▶ [Goal of the exercise] Search the data for the word "type" and copy every line where it occurs.

________________________

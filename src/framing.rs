//! Outer framing of 12-byte signalling blocks: FEC coding plus the trailing CRC-16.
//!
//! A block is 10 bytes of opcode, manufacturer and value followed by the CRC. Encoders
//! fill the first 10 bytes and let the framing write the CRC, and decoders only see a
//! block once its CRC has checked out.

use collect_slice::CollectSlice;
use tracing::debug;

use crate::bits::{Dibit, DibitBytes, Dibits};
use crate::coding::bptc::{self, Bptc19696};
use crate::coding::trellis::ViterbiDecoder;
use crate::data::coder::{DibitCoder, CODING_DIBITS};
use crate::data::crc;
use crate::data::interleave::{Deinterleaver, Interleaver};
use crate::error::{FrameFault, Result};

/// Number of bytes in a block.
pub const BLOCK_BYTES: usize = 12;

/// Number of dibits in an uncoded block.
pub const BLOCK_DIBITS: usize = BLOCK_BYTES * 4;

/// Number of bytes in a trellis coded block, including 2 padding dibits.
pub const TRELLIS_BYTES: usize = 25;

/// CRC mask applied to DMR CSBK blocks.
pub const CSBK_CRC_MASK: u16 = 0xA5A5;

/// Signalling block with its CRC in the last 2 bytes.
pub type Block = [u8; BLOCK_BYTES];

/// Converts between blocks and over-the-air frame bytes.
pub trait BlockFraming {
    /// Number of frame bytes consumed and produced.
    fn frame_bytes(&self) -> usize;

    /// Strip the framing from the given frame and verify the block CRC.
    fn decode_frame(&mut self, frame: &[u8]) -> Result<Block>;

    /// Write the CRC over the first 10 bytes of the block and frame the result into the
    /// given buffer.
    fn encode_frame(&mut self, block: &Block, frame: &mut [u8]);
}

fn check_len(frame: &[u8], len: usize) -> Result<()> {
    if frame.len() < len {
        debug!(got = frame.len(), want = len, "short frame");
        return Err(FrameFault::BadLength.into());
    }

    Ok(())
}

fn check_crc(block: Block, mask: u16) -> Result<Block> {
    if !crc::check_crc16(&block[..], mask) {
        debug!(opcode = block[0] & 0x3F, "block CRC mismatch");
        return Err(FrameFault::CrcMismatch.into());
    }

    Ok(block)
}

fn with_crc(block: &Block, mask: u16) -> Block {
    let mut out = *block;
    crc::add_crc16(&mut out[..], mask);
    out
}

/// Blocks carried without FEC, protected only by the CRC.
#[derive(Copy, Clone, Debug, Default)]
pub struct RawFraming;

impl BlockFraming for RawFraming {
    fn frame_bytes(&self) -> usize { BLOCK_BYTES }

    fn decode_frame(&mut self, frame: &[u8]) -> Result<Block> {
        check_len(frame, BLOCK_BYTES)?;

        let mut block = [0; BLOCK_BYTES];
        block.copy_from_slice(&frame[..BLOCK_BYTES]);

        check_crc(block, 0)
    }

    fn encode_frame(&mut self, block: &Block, frame: &mut [u8]) {
        frame[..BLOCK_BYTES].copy_from_slice(&with_crc(block, 0)[..]);
    }
}

/// P25 blocks protected by the half-rate trellis code and dibit interleaving.
#[derive(Copy, Clone, Debug, Default)]
pub struct TrellisFraming;

impl BlockFraming for TrellisFraming {
    fn frame_bytes(&self) -> usize { TRELLIS_BYTES }

    fn decode_frame(&mut self, frame: &[u8]) -> Result<Block> {
        check_len(frame, TRELLIS_BYTES)?;

        let mut coded = [Dibit::default(); CODING_DIBITS];
        Dibits::new(frame[..TRELLIS_BYTES].iter().cloned())
            .take(CODING_DIBITS)
            .collect_slice_checked(&mut coded[..]);

        let mut dibits = [Dibit::default(); BLOCK_DIBITS];
        let count = ViterbiDecoder::new(Deinterleaver::new(&coded))
            .take(BLOCK_DIBITS)
            .filter_map(|d| d.ok())
            .collect_slice(&mut dibits[..]);

        if count != dibits.len() {
            debug!(decoded = count, "trellis decode unrecoverable");
            return Err(FrameFault::ViterbiUnrecoverable.into());
        }

        let mut block = [0; BLOCK_BYTES];
        DibitBytes::new(dibits.iter().cloned()).collect_slice_checked(&mut block[..]);

        check_crc(block, 0)
    }

    fn encode_frame(&mut self, block: &Block, frame: &mut [u8]) {
        let coded = DibitCoder::new()
            .feed_bytes(with_crc(block, 0).iter().cloned())
            .finish();

        let padding = [Dibit::default(); 2];

        DibitBytes::new(Interleaver::new(coded).chain(padding.iter().cloned()))
            .collect_slice_checked(&mut frame[..TRELLIS_BYTES]);
    }
}

/// DMR blocks protected by BPTC(196, 96) with a masked CRC.
#[derive(Clone, Debug)]
pub struct BptcFraming {
    bptc: Bptc19696,
    /// Mask XORed onto the CRC, which identifies the data type of the burst.
    mask: u16,
}

impl BptcFraming {
    /// Construct a new `BptcFraming` with the given CRC mask.
    pub fn new(mask: u16) -> Self {
        BptcFraming {
            bptc: Bptc19696::new(),
            mask,
        }
    }

    /// Construct a new `BptcFraming` for CSBK bursts.
    pub fn csbk() -> Self { Self::new(CSBK_CRC_MASK) }
}

impl BlockFraming for BptcFraming {
    fn frame_bytes(&self) -> usize { bptc::FRAME_BYTES }

    fn decode_frame(&mut self, frame: &[u8]) -> Result<Block> {
        check_len(frame, bptc::FRAME_BYTES)?;
        check_crc(self.bptc.decode(frame), self.mask)
    }

    fn encode_frame(&mut self, block: &Block, frame: &mut [u8]) {
        self.bptc.encode(&with_crc(block, self.mask), frame);
    }
}

#[cfg(test)]
mod test {
    use super::*;
    use crate::error::CodecError;

    const BLOCK: Block = [0x80, 0x00, 0x83, 0x10, 0x64, 0x12, 0x34, 0x00, 0x56, 0x78, 0, 0];

    #[test]
    fn test_raw() {
        let mut frame = [0; BLOCK_BYTES];
        RawFraming.encode_frame(&BLOCK, &mut frame);

        assert_eq!(&frame[..10], &BLOCK[..10]);

        let block = RawFraming.decode_frame(&frame).unwrap();
        assert_eq!(block, frame);

        frame[3] ^= 0x01;
        assert_eq!(RawFraming.decode_frame(&frame),
            Err(CodecError::FrameIntegrity(FrameFault::CrcMismatch)));

        assert_eq!(RawFraming.decode_frame(&frame[..11]),
            Err(CodecError::FrameIntegrity(FrameFault::BadLength)));
    }

    #[test]
    fn test_trellis() {
        let mut frame = [0; TRELLIS_BYTES];
        TrellisFraming.encode_frame(&BLOCK, &mut frame);

        assert_eq!(frame[24] & 0x0F, 0);

        let block = TrellisFraming.decode_frame(&frame).unwrap();
        assert_eq!(&block[..10], &BLOCK[..10]);
        assert!(crc::check_crc16(&block[..], 0));

        // A single flipped bit is corrected by the trellis.
        frame[7] ^= 0x20;
        assert_eq!(TrellisFraming.decode_frame(&frame).unwrap(), block);
    }

    #[test]
    fn test_bptc() {
        let mut framing = BptcFraming::csbk();
        let mut frame = [0; bptc::FRAME_BYTES];
        framing.encode_frame(&BLOCK, &mut frame);

        let block = framing.decode_frame(&frame).unwrap();
        assert_eq!(&block[..10], &BLOCK[..10]);
        assert!(crc::check_crc16(&block[..], CSBK_CRC_MASK));

        frame[5] ^= 0x08;
        assert_eq!(framing.decode_frame(&frame).unwrap(), block);

        // Wrong data type mask.
        let mut other = BptcFraming::new(0);
        assert_eq!(other.decode_frame(&frame),
            Err(CodecError::FrameIntegrity(FrameFault::CrcMismatch)));
    }
}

________________________

▶ [Exercise output]
pub type Block = [u8; BLOCK_BYTES];
    /// Mask XORed onto the CRC, which identifies the data type of the burst.
        // Wrong data type mask.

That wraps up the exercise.